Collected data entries
= Beginning of Section =

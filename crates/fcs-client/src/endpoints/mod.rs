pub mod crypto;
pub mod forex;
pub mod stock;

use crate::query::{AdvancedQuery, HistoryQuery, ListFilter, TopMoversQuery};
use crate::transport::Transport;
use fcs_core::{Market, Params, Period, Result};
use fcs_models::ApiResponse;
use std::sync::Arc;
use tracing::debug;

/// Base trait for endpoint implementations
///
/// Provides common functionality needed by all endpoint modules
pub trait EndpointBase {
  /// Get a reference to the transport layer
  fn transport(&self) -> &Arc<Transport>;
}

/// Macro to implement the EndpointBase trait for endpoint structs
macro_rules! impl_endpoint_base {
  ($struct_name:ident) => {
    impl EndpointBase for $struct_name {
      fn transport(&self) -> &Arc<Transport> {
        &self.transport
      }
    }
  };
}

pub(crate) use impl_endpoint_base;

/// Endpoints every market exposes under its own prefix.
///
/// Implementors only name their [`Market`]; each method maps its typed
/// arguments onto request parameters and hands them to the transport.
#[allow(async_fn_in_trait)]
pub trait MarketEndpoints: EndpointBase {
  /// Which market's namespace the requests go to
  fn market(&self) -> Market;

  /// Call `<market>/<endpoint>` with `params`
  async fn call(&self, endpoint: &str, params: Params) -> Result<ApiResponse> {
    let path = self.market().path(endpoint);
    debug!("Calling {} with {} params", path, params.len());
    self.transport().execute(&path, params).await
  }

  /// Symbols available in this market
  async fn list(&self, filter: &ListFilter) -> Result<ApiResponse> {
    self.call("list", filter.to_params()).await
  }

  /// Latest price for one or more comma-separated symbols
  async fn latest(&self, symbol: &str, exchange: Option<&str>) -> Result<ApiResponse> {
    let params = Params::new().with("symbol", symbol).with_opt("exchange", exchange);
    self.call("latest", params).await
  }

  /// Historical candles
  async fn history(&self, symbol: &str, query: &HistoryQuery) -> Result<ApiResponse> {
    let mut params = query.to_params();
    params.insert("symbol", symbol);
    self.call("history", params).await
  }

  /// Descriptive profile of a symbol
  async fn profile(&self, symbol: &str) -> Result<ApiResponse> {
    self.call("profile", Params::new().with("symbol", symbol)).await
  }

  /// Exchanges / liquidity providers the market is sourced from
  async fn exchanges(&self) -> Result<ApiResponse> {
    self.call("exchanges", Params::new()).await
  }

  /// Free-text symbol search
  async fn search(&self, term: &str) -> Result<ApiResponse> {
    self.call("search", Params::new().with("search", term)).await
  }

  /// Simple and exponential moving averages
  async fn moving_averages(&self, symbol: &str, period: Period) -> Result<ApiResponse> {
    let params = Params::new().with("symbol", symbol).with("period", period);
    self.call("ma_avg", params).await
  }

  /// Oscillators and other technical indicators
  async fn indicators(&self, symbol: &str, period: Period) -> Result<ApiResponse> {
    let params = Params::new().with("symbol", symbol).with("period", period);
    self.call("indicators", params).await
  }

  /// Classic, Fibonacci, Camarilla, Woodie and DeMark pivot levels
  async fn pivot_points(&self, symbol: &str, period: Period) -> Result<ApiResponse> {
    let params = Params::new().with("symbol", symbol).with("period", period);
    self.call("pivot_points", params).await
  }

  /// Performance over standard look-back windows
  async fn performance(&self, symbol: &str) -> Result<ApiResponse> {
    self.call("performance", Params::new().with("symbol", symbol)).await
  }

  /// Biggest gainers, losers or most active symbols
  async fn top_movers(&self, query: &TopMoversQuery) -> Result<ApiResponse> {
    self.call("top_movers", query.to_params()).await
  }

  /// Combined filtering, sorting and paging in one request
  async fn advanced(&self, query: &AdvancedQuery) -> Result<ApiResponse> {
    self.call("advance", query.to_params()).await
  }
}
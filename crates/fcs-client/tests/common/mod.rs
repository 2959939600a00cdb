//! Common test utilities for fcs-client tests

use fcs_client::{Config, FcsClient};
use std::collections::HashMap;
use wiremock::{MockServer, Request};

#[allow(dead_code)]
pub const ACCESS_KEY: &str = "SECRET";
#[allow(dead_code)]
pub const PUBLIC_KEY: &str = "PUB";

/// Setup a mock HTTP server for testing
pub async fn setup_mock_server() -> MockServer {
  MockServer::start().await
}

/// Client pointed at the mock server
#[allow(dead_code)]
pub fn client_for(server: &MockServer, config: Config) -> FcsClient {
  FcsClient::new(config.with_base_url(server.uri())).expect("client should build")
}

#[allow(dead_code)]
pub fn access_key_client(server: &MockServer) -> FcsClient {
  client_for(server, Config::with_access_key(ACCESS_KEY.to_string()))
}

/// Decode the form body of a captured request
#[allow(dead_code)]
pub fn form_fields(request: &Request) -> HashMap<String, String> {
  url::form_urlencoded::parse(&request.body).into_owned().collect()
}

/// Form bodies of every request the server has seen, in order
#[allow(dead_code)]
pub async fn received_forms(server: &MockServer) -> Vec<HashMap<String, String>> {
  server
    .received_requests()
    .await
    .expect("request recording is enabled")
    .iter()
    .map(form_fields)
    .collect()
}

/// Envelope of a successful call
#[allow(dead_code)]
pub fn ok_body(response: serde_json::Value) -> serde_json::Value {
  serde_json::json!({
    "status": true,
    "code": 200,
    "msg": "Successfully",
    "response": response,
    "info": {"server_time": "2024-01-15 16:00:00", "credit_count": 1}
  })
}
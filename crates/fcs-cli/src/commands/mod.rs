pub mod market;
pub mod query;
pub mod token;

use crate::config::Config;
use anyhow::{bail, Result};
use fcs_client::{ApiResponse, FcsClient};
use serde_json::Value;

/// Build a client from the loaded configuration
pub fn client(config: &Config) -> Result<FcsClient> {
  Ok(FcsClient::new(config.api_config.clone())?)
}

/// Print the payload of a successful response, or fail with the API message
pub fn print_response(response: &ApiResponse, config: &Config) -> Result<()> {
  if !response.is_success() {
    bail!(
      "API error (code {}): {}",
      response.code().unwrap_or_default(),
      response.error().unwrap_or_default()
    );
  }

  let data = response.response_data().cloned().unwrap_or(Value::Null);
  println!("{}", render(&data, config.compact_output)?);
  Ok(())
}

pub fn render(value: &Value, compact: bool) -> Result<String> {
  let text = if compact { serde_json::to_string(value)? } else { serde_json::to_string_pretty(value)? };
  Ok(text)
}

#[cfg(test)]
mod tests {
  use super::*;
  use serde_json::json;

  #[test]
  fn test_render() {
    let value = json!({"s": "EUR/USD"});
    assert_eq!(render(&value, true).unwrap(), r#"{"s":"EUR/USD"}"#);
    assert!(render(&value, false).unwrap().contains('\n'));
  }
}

= End of Section =
= Beginning of Section =

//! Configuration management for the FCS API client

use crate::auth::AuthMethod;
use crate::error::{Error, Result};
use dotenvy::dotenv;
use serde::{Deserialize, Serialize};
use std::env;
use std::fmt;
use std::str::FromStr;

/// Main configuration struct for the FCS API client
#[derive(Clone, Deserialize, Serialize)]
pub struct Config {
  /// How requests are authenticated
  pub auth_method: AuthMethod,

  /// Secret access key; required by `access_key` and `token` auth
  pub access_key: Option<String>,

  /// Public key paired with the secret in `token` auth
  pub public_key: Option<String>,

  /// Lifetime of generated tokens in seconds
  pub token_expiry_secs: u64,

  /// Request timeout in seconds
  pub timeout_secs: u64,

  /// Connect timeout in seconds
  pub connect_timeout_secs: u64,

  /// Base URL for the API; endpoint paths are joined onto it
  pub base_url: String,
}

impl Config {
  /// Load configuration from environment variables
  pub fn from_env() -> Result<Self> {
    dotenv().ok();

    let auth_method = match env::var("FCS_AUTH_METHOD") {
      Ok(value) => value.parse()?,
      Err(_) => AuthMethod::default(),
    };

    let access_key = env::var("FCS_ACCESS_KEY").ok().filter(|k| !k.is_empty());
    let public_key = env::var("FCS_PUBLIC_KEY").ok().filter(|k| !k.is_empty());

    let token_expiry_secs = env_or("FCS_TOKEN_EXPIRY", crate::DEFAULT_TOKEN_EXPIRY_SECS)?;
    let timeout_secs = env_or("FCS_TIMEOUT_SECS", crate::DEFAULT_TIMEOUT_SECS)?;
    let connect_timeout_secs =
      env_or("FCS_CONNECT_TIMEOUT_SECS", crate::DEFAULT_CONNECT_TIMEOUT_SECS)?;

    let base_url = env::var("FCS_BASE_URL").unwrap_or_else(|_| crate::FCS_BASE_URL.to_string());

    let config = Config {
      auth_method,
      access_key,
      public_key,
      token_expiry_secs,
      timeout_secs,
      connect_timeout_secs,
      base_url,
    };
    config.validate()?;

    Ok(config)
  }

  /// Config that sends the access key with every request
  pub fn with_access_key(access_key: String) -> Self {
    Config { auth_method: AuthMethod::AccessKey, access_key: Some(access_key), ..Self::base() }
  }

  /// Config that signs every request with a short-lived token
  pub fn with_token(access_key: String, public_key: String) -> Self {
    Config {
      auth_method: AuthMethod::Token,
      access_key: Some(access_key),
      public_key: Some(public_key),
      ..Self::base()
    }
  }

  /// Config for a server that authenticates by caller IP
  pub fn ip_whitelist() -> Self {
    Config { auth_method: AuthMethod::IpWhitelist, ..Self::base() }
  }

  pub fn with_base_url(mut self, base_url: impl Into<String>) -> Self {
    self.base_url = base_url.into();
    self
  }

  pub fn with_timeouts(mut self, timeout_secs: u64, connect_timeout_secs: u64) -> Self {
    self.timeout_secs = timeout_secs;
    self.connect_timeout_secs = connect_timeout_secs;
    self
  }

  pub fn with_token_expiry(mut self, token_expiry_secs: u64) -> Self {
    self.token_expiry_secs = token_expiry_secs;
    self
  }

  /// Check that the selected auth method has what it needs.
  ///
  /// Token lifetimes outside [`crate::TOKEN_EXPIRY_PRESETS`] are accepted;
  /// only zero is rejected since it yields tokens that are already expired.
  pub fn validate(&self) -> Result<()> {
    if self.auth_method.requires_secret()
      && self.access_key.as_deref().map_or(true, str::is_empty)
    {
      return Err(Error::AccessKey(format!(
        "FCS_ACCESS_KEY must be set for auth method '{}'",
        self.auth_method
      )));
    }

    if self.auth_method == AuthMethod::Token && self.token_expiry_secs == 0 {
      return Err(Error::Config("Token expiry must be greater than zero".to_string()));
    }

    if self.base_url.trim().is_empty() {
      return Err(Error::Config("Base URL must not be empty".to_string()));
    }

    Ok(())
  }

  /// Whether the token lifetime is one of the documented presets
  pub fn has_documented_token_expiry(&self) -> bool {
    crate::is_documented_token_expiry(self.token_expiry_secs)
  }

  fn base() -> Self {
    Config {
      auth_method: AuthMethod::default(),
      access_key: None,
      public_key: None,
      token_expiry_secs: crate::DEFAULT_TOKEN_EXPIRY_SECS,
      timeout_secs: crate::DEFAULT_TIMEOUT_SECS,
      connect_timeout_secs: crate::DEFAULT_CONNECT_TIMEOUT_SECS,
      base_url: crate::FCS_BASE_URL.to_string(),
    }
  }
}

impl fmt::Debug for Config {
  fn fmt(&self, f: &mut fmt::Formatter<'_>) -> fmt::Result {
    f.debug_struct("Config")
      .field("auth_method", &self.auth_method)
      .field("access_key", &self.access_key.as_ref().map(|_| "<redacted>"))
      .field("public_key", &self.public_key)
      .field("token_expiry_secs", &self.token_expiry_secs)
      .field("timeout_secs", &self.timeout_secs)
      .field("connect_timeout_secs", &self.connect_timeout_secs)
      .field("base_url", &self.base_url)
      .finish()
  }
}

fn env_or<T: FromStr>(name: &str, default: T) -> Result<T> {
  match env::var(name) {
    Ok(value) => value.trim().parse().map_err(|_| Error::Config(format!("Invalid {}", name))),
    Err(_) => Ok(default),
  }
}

= End of Section =

## [How to complete this task]
The required output is the stretch of entries above from the line containing "filename crates/fcs-client/src/endpoints/mod.rs" through the line containing "the transport layer", reproduced exactly.

## [Output for this task]
filename crates/fcs-client/src/endpoints/mod.rs
pub mod crypto;
pub mod forex;
pub mod stock;

use crate::query::{AdvancedQuery, HistoryQuery, ListFilter, TopMoversQuery};
use crate::transport::Transport;
use fcs_core::{Market, Params, Period, Result};
use fcs_models::ApiResponse;
use std::sync::Arc;
use tracing::debug;

/// Base trait for endpoint implementations
///
/// Provides common functionality needed by all endpoint modules
pub trait EndpointBase {
  /// Get a reference to the transport layer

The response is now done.